Risk-Based Approach at the Bank Level
the FAtF standards and BCPs for taking a risk-based approach to implementing national AML/CFt measures include obligations on all AML/CFt stakeholders—not just government agencies, the FIU, law enforcement, and supervisors, but also private sector entities, such as financial institutions and designated nonfinancial businesses and professions.6
From the perspective of individual financial institutions, the key requirement is to identify and assess the ML/tF threats inherent in their business activities, the ML/tF vulnerabilities in their processes, and the level of their AML/CFt controls.
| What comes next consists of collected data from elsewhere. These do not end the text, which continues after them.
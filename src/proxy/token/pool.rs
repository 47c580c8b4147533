use crate::models::{Account, ModelRateLimit, QuotaSnapshot, SubscriptionTier};
use crate::proxy::token::rate::{CooldownTracker, LimitType};
use dashmap::DashMap;
use std::path::PathBuf;
use std::sync::atomic::{AtomicBool, AtomicUsize, Ordering};
use std::sync::Arc;
use tracing::{debug, info, warn};

// Holds every enrolled identity and its runtime state. DashMap entry locks
// give per-account critical sections; the map itself covers insert/remove.
pub struct AccountPool {
    accounts: DashMap<String, Account>,
    cooldowns: CooldownTracker,
    rr_cursor: AtomicUsize,
    max_concurrent: u32,
    min_quota_fraction: f64,
    path: Option<PathBuf>,
    save_in_flight: Arc<AtomicBool>,
    save_pending: Arc<AtomicBool>,
}

// RAII slot borrowed from an account; dropping it releases the slot, so the
// counter returns to its pre-request value on every exit path.
pub struct SlotGuard {
    pool: Arc<AccountPool>,
    email: String,
    released: bool,
}

impl SlotGuard {
    pub fn email(&self) -> &str {
        &self.email
    }
}

impl Drop for SlotGuard {
    fn drop(&mut self) {
        if !self.released {
            self.pool.release(&self.email);
            self.released = true;
        }
    }
}

impl AccountPool {
    pub fn new(max_concurrent: u32, min_quota_fraction: f64) -> Self {
        Self {
            accounts: DashMap::new(),
            cooldowns: CooldownTracker::new(),
            rr_cursor: AtomicUsize::new(0),
            max_concurrent,
            min_quota_fraction,
            path: None,
            save_in_flight: Arc::new(AtomicBool::new(false)),
            save_pending: Arc::new(AtomicBool::new(false)),
        }
    }

    pub fn with_persistence(
        max_concurrent: u32,
        min_quota_fraction: f64,
        path: PathBuf,
    ) -> Self {
        let mut pool = Self::new(max_concurrent, min_quota_fraction);
        pool.path = Some(path.clone());

        if path.exists() {
            match std::fs::read_to_string(&path)
                .map_err(|e| e.to_string())
                .and_then(|s| serde_json::from_str::<Vec<Account>>(&s).map_err(|e| e.to_string()))
            {
                Ok(accounts) => {
                    let count = accounts.len();
                    for account in accounts {
                        pool.accounts.insert(account.email.clone(), account);
                    }
                    info!("Loaded {} account(s) from {:?}", count, path);
                }
                Err(e) => warn!("[W-ACCOUNTS-LOAD] failed_to_load_accounts: {} ({:?})", e, path),
            }
        }
        pool
    }

    // Upsert by email. Re-enrolling an invalid account clears the invalid
    // flag; the original enrollment timestamp is preserved.
    pub fn add(self: &Arc<Self>, mut account: Account) {
        if let Some(existing) = self.accounts.get(&account.email) {
            account.added_at = existing.added_at;
        }
        account.invalid = false;
        account.invalid_reason = None;
        info!("Account {} enrolled", account.email);
        self.accounts.insert(account.email.clone(), account);
        self.schedule_save();
    }

    pub fn remove(self: &Arc<Self>, email: &str) -> bool {
        let removed = self.accounts.remove(email).is_some();
        if removed {
            // Keep the cursor inside the shrunken ring.
            let len = self.accounts.len().max(1);
            let cursor = self.rr_cursor.load(Ordering::Relaxed);
            self.rr_cursor.store(cursor % len, Ordering::Relaxed);
            info!("Account {} removed", email);
            self.schedule_save();
        }
        removed
    }

    pub fn set_enabled(self: &Arc<Self>, email: &str, enabled: bool) -> bool {
        let found = self
            .accounts
            .get_mut(email)
            .map(|mut account| account.enabled = enabled)
            .is_some();
        if found {
            info!("Account {} enabled={}", email, enabled);
            self.schedule_save();
        }
        found
    }

    pub fn borrow(self: &Arc<Self>, email: &str) -> Option<SlotGuard> {
        let mut account = self.accounts.get_mut(email)?;
        if account.active_requests >= self.max_concurrent {
            return None;
        }
        account.active_requests += 1;
        account.update_last_used();
        drop(account);
        self.schedule_save();
        Some(SlotGuard {
            pool: self.clone(),
            email: email.to_string(),
            released: false,
        })
    }

    // Idempotent at zero: releasing an unborrowed slot logs and stays at 0.
    pub fn release(&self, email: &str) {
        if let Some(mut account) = self.accounts.get_mut(email) {
            if account.active_requests == 0 {
                warn!(
                    "[W-SLOT-UNDERFLOW] release_called_with_zero_active_requests: {}",
                    email
                );
                return;
            }
            account.active_requests -= 1;
        }
    }

    pub fn mark_rate_limited(
        self: &Arc<Self>,
        email: &str,
        quota_key: &str,
        server_reset_ms: Option<u64>,
        limit_type: LimitType,
        default_cooldown_ms: u64,
        max_cooldown_ms: u64,
    ) {
        let cooldown = self.cooldowns.next_cooldown_ms(
            email,
            quota_key,
            server_reset_ms,
            limit_type,
            default_cooldown_ms,
            max_cooldown_ms,
        );
        let reset_at = chrono::Utc::now().timestamp_millis() + cooldown as i64;
        if let Some(mut account) = self.accounts.get_mut(email) {
            account.model_rate_limits.insert(
                quota_key.to_string(),
                ModelRateLimit {
                    limited: true,
                    reset_at,
                },
            );
            info!(
                "Account {} rate-limited for {} ({:?}), cooldown {}s",
                email,
                quota_key,
                limit_type,
                cooldown / 1000
            );
        }
        self.schedule_save();
    }

    // Permanent: no self-recovery, only re-enrollment clears it.
    pub fn mark_invalid(self: &Arc<Self>, email: &str, reason: &str) {
        if let Some(mut account) = self.accounts.get_mut(email) {
            account.invalid = true;
            account.invalid_reason = Some(reason.to_string());
            warn!("Account {} marked invalid: {}", email, reason);
        }
        self.schedule_save();
    }

    pub fn mark_success(self: &Arc<Self>, email: &str, quota_key: &str) {
        self.cooldowns.record_success(email, quota_key);
        if let Some(mut account) = self.accounts.get_mut(email) {
            account.update_last_used();
        }
        self.schedule_save();
    }

    pub fn clear_expired(&self) -> usize {
        let now = chrono::Utc::now().timestamp_millis();
        let mut cleared = 0;
        for mut entry in self.accounts.iter_mut() {
            let before = entry.model_rate_limits.len();
            entry.model_rate_limits.retain(|_, l| l.is_active(now));
            cleared += before - entry.model_rate_limits.len();
        }
        if cleared > 0 {
            debug!("Cleared {} expired rate-limit record(s)", cleared);
        }
        cleared
    }

    // Optimistic unblock: the recorded reset times are upper bounds and
    // often wrong, so when every account is limited we clear the limits for
    // this quota key once and probe again.
    pub fn reset_all_for(self: &Arc<Self>, quota_key: &str) {
        let mut cleared = 0;
        for mut entry in self.accounts.iter_mut() {
            if entry.model_rate_limits.remove(quota_key).is_some() {
                cleared += 1;
            }
        }
        warn!(
            "🔄 Optimistic reset: cleared rate limits for {} on {} account(s)",
            quota_key, cleared
        );
        self.schedule_save();
    }

    // Usability minus the quota-snapshot clause; the hybrid policy's
    // degraded tiers need this weaker form.
    pub fn is_selectable(&self, account: &Account, model: &str, quota_key: &str) -> bool {
        let now = chrono::Utc::now().timestamp_millis();
        if account.invalid || !account.enabled {
            return false;
        }
        if account.active_requests >= self.max_concurrent {
            return false;
        }
        if account
            .model_rate_limits
            .get(quota_key)
            .map(|l| l.is_active(now))
            .unwrap_or(false)
        {
            return false;
        }
        !account.disabled_models.contains(model)
    }

    // The single usability predicate shared by selection, availability checks
    // and the dispatcher's all-limited decision.
    pub fn is_usable(&self, account: &Account, model: &str, quota_key: &str) -> bool {
        if !self.is_selectable(account, model, quota_key) {
            return false;
        }
        let now = chrono::Utc::now().timestamp_millis();
        match account.quota_snapshot.get(model) {
            None => true,
            Some(snapshot) => {
                snapshot.remaining_fraction >= self.min_quota_fraction
                    || snapshot.reset_passed(now)
            }
        }
    }

    pub fn usable_accounts(&self, model: &str, quota_key: &str) -> Vec<Account> {
        self.accounts
            .iter()
            .filter(|e| self.is_usable(e.value(), model, quota_key))
            .map(|e| e.value().clone())
            .collect()
    }

    // True when the pool holds accounts but every one is permanently invalid
    // or disabled; only re-enrollment can recover from this state.
    pub fn all_invalid(&self) -> bool {
        !self.accounts.is_empty()
            && self
                .accounts
                .iter()
                .all(|e| e.invalid || !e.enabled)
    }

    // True when at least one selectable account exists but every one of them
    // is blocked by an active rate limit for this quota key.
    pub fn all_limited(&self, quota_key: &str) -> bool {
        let now = chrono::Utc::now().timestamp_millis();
        let mut any = false;
        for entry in self.accounts.iter() {
            let account = entry.value();
            if account.invalid || !account.enabled {
                continue;
            }
            any = true;
            let limited = account
                .model_rate_limits
                .get(quota_key)
                .map(|l| l.is_active(now))
                .unwrap_or(false);
            if !limited {
                return false;
            }
        }
        any
    }

    // Smallest remaining wait among the active limits for this quota key.
    pub fn min_wait_ms(&self, quota_key: &str) -> Option<u64> {
        let now = chrono::Utc::now().timestamp_millis();
        self.accounts
            .iter()
            .filter(|e| !e.invalid && e.enabled)
            .filter_map(|e| {
                e.model_rate_limits
                    .get(quota_key)
                    .filter(|l| l.is_active(now))
                    .map(|l| (l.reset_at - now).max(0) as u64)
            })
            .min()
    }

    pub fn get(&self, email: &str) -> Option<Account> {
        self.accounts.get(email).map(|e| e.value().clone())
    }

    pub fn snapshot(&self) -> Vec<Account> {
        self.accounts.iter().map(|e| e.value().clone()).collect()
    }

    pub fn len(&self) -> usize {
        self.accounts.len()
    }

    pub fn is_empty(&self) -> bool {
        self.accounts.is_empty()
    }

    pub fn next_round_robin(&self) -> usize {
        self.rr_cursor.fetch_add(1, Ordering::Relaxed)
    }

    pub fn set_project_id(self: &Arc<Self>, email: &str, project_id: &str) {
        if let Some(mut account) = self.accounts.get_mut(email) {
            account.project_id = Some(project_id.to_string());
        }
        self.schedule_save();
    }

    pub fn set_subscription_tier(self: &Arc<Self>, email: &str, tier: SubscriptionTier) {
        if let Some(mut account) = self.accounts.get_mut(email) {
            account.subscription_tier = tier;
        }
        self.schedule_save();
    }

    pub fn update_quota_snapshot(
        self: &Arc<Self>,
        email: &str,
        snapshot: std::collections::HashMap<String, QuotaSnapshot>,
        tier: Option<SubscriptionTier>,
    ) {
        if let Some(mut account) = self.accounts.get_mut(email) {
            account.quota_snapshot = snapshot;
            account.quota_updated_at = Some(chrono::Utc::now().timestamp_millis());
            if let Some(tier) = tier {
                account.subscription_tier = tier;
            }
        }
        self.schedule_save();
    }

    // Coalescing async save: at most one write in flight plus one pending.
    pub fn schedule_save(self: &Arc<Self>) {
        let Some(_) = &self.path else {
            return;
        };
        if self
            .save_in_flight
            .compare_exchange(false, true, Ordering::SeqCst, Ordering::SeqCst)
            .is_err()
        {
            self.save_pending.store(true, Ordering::SeqCst);
            return;
        }
        let pool = self.clone();
        tokio::spawn(async move {
            loop {
                pool.write_to_disk();
                if !pool.save_pending.swap(false, Ordering::SeqCst) {
                    break;
                }
            }
            pool.save_in_flight.store(false, Ordering::SeqCst);
            // A save requested between the pending check and the flag reset
            // must not be lost.
            if pool.save_pending.swap(false, Ordering::SeqCst) {
                pool.schedule_save();
            }
        });
    }

    fn write_to_disk(&self) {
        let Some(path) = &self.path else {
            return;
        };
        let accounts = self.snapshot();
        let result = serde_json::to_string_pretty(&accounts)
            .map_err(|e| e.to_string())
            .and_then(|json| {
                if let Some(parent) = path.parent() {
                    let _ = std::fs::create_dir_all(parent);
                }
                let tmp = path.with_extension("json.tmp");
                std::fs::write(&tmp, json)
                    .and_then(|_| std::fs::rename(&tmp, path))
                    .map_err(|e| e.to_string())
            });
        if let Err(e) = result {
            warn!("[W-ACCOUNTS-SAVE] failed_to_save_accounts: {}", e);
        }
    }
}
Financial institutions should assess the inherent risks of their (a) customer base, (b) products and services, (c) transactions, (d) geographic areas in which they operate or where their customers are located, and (e) delivery or distribution channels for their products, services, and transactions. these risk factors are not exhaustive, and financial institutions can assess additional risk factors depending on, among others, the risk and context of the jurisdiction and sector or the particular business models of individual institutions. In conducting a risk assessment, financial institutions should be free to determine how they do this, as long as the approach is coherent, consistent, and transparent to the supervisor.